ACTION ITEM
In the records below, find the line containing "return Ok(());", then reproduce that line and every one after it to the end, exactly and alone.

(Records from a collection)
//! Listener service
//!
//! Produces links and hands each to a new device session. Two
//! sub-listeners, independently enabled by configuration: a TCP acceptor
//! for Firmata-over-Ethernet boards and a serial port scanner for
//! directly attached ones.

use std::collections::HashSet;
use std::sync::{Arc, Mutex};
use std::time::Duration;

use tokio::net::TcpListener;
use tokio::task::JoinHandle;
use tokio_serial::{SerialPortBuilderExt, SerialPortType};

use crate::config::Config;
use crate::db::DeviceRepository;
use crate::device::{self, SessionSettings};
use crate::link::Link;
use crate::roster::Roster;
use crate::Result;

/// How often the serial scanner re-enumerates ports
const SCAN_INTERVAL: Duration = Duration::from_secs(5);

/// Serial port name fragments that are never Firmata boards
const IGNORED_PORTS: &[&str] = &["Bluetooth", "debug-console"];

/// Accepts new links and starts device sessions over them
pub struct ListenerService {
    config: Config,
    roster: Arc<Roster>,
    repository: Option<Arc<dyn DeviceRepository>>,
    settings: SessionSettings,
}

impl ListenerService {
    /// Create a listener service over a shared roster
    #[must_use]
    pub fn new(
        config: Config,
        roster: Arc<Roster>,
        repository: Option<Arc<dyn DeviceRepository>>,
    ) -> Self {
        let settings = SessionSettings {
            heartbeat_interval: config.heartbeat_interval,
            ..SessionSettings::default()
        };
        Self {
            config,
            roster,
            repository,
            settings,
        }
    }

    /// Spawn the enabled sub-listeners.
    ///
    /// # Errors
    ///
    /// Returns error if the TCP listener cannot bind its port
    pub async fn spawn(&self) -> Result<Vec<JoinHandle<()>>> {
        let mut tasks = Vec::new();
        if self.config.ethernet {
            tasks.push(self.spawn_tcp().await?);
        }
        if self.config.serial {
            tasks.push(self.spawn_serial_scanner());
        }
        Ok(tasks)
    }

    /// Bind the TCP port and accept Firmata-over-TCP connections
    async fn spawn_tcp(&self) -> Result<JoinHandle<()>> {
        let listener = TcpListener::bind(("0.0.0.0", self.config.eth_port)).await?;
        tracing::info!(port = self.config.eth_port, "ethernet listener started");

        let roster = Arc::clone(&self.roster);
        let repository = self.repository.clone();
        let settings = self.settings.clone();

        Ok(tokio::spawn(async move {
            loop {
                match listener.accept().await {
                    Ok((stream, peer)) => {
                        tracing::info!(peer = %peer, "device connected");
                        let link = Link::tcp(stream, peer);
                        let session = device::spawn(
                            link,
                            Arc::clone(&roster),
                            repository.clone(),
                            settings.clone(),
                        );
                        // Surface the connect outcome without blocking accepts
                        tokio::spawn(async move {
                            match session.await {
                                Ok(Ok(())) | Err(_) => {}
                                Ok(Err(e)) => {
                                    tracing::warn!(peer = %peer, error = %e, "session failed");
                                }
                            }
                        });
                    }
                    Err(e) => {
                        tracing::warn!(error = %e, "accept failed");
                    }
                }
            }
        }))
    }

    /// Periodically enumerate serial ports and start sessions on new ones
    fn spawn_serial_scanner(&self) -> JoinHandle<()> {
        tracing::info!("serial scanner started");

        let roster = Arc::clone(&self.roster);
        let repository = self.repository.clone();
        let settings = self.settings.clone();
        let baud = self.config.serial_baud;
        let active: Arc<Mutex<HashSet<String>>> = Arc::new(Mutex::new(HashSet::new()));

        tokio::spawn(async move {
            let mut scan = tokio::time::interval(SCAN_INTERVAL);
            loop {
                scan.tick().await;
                let ports = match tokio_serial::available_ports() {
                    Ok(ports) => ports,
                    Err(e) => {
                        tracing::warn!(error = %e, "serial enumeration failed");
                        continue;
                    }
                };

                for port in ports {
                    let path = port.port_name.clone();
                    if IGNORED_PORTS.iter().any(|skip| path.contains(skip)) {
                        continue;
                    }
                    {
                        let mut held = active.lock().expect("scanner lock poisoned");
                        if !held.insert(path.clone()) {
                            continue;
                        }
                    }

                    let usb_info = match &port.port_type {
                        SerialPortType::UsbPort(info) => Some((info.vid, info.pid)),
                        _ => None,
                    };

                    let stream = match tokio_serial::new(&path, baud).open_native_async() {
                        Ok(stream) => stream,
                        Err(e) => {
                            tracing::debug!(port = %path, error = %e, "serial open failed");
                            active.lock().expect("scanner lock poisoned").remove(&path);
                            continue;
                        }
                    };

                    tracing::info!(port = %path, baud, "serial device attached");
                    let link = Link::serial(stream, &path, usb_info);
                    let session = device::spawn(
                        link,
                        Arc::clone(&roster),
                        repository.clone(),
                        settings.clone(),
                    );

                    // Release the port for rescan once the session ends,
                    // identification failures included.
                    let active = Arc::clone(&active);
                    tokio::spawn(async move {
                        match session.await {
                            Ok(Ok(())) | Err(_) => {}
                            Ok(Err(e)) => {
                                tracing::warn!(port = %path, error = %e, "session failed");
                            }
                        }
                        active.lock().expect("scanner lock poisoned").remove(&path);
                    });
                }
            }
        })
    }
}
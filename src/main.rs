use std::path::PathBuf;
use std::process::ExitCode;
use std::time::Duration;

use clap::{Parser, Subcommand};
use tracing_subscriber::EnvFilter;

use firmata_gateway::{Config, Daemon};

/// Firmata gateway - discovers and controls Firmata devices over TCP and serial
#[derive(Parser)]
#[command(name = "firmata-gateway", version, about)]
struct Cli {
    /// Disable the serial listener
    #[arg(long)]
    no_serial: bool,

    /// Disable the TCP (Ethernet) listener
    #[arg(long)]
    no_ethernet: bool,

    /// TCP port for the external (WebSocket) surface
    #[arg(long, env = "FGW_PORT", default_value = "8080")]
    port: u16,

    /// TCP port on which Firmata-over-TCP devices connect
    #[arg(long, env = "FGW_ETH_PORT", default_value = "3030")]
    eth_port: u16,

    /// Baud rate for scanned serial ports
    #[arg(long, env = "FGW_SERIAL_BAUD", default_value = "57600")]
    serial_baud: u32,

    /// Seconds between heartbeat probes
    #[arg(long, env = "FGW_HEARTBEAT", default_value = "3")]
    heartbeat_interval: u64,

    /// Path to the device database
    #[arg(long, env = "FGW_DATABASE", default_value = "firmata-gateway.db")]
    database: PathBuf,

    /// Verbose logging
    #[arg(long)]
    debug: bool,

    /// Increase verbosity (-v, -vv)
    #[arg(short, long, action = clap::ArgAction::Count)]
    verbose: u8,

    #[command(subcommand)]
    command: Option<Command>,
}

#[derive(Subcommand)]
enum Command {
    /// List detected serial ports
    ListPorts,
}

#[tokio::main]
async fn main() -> ExitCode {
    let cli = Cli::parse();

    let filter = if cli.debug {
        "debug"
    } else {
        match cli.verbose {
            0 => "info,firmata_gateway=info",
            1 => "info,firmata_gateway=debug",
            _ => "trace",
        }
    };

    tracing_subscriber::fmt()
        .with_env_filter(EnvFilter::new(filter))
        .init();

    match run(cli).await {
        Ok(()) => ExitCode::SUCCESS,
        Err(e) => {
            tracing::error!("fatal: {e}");
            ExitCode::FAILURE
        }
    }
}

async fn run(cli: Cli) -> anyhow::Result<()> {
    if let Some(cmd) = cli.command {
        return match cmd {
            Command::ListPorts => list_ports(),
        };
    }

    let config = Config {
        serial: !cli.no_serial,
        ethernet: !cli.no_ethernet,
        port: cli.port,
        eth_port: cli.eth_port,
        serial_baud: cli.serial_baud,
        debug: cli.debug,
        database_path: cli.database,
        heartbeat_interval: Duration::from_secs(cli.heartbeat_interval),
    };

    let daemon = Daemon::new(config)?;
    daemon.run().await?;

    Ok(())
}

/// List detected serial ports with USB metadata
fn list_ports() -> anyhow::Result<()> {
    let ports = tokio_serial::available_ports()?;
    if ports.is_empty() {
        println!("no serial ports detected");
        return Ok(());
    }
    for port in ports {
        match port.port_type {
            tokio_serial::SerialPortType::UsbPort(info) => {
                println!(
                    "{}  usb {:04x}:{:04x}  {}",
                    port.port_name,
                    info.vid,
                    info.pid,
                    info.product.as_deref().unwrap_or("-"),
                );
            }
            other => println!("{}  {other:?}", port.port_name),
        }
    }
    Ok(())
}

RESULT
        return Ok(());
    }
    for port in ports {
        match port.port_type {
            tokio_serial::SerialPortType::UsbPort(info) => {
                println!(
                    "{}  usb {:04x}:{:04x}  {}",
                    port.port_name,
                    info.vid,
                    info.pid,
                    info.product.as_deref().unwrap_or("-"),
                );
            }
            other => println!("{}  {other:?}", port.port_name),
        }
    }
    Ok(())
}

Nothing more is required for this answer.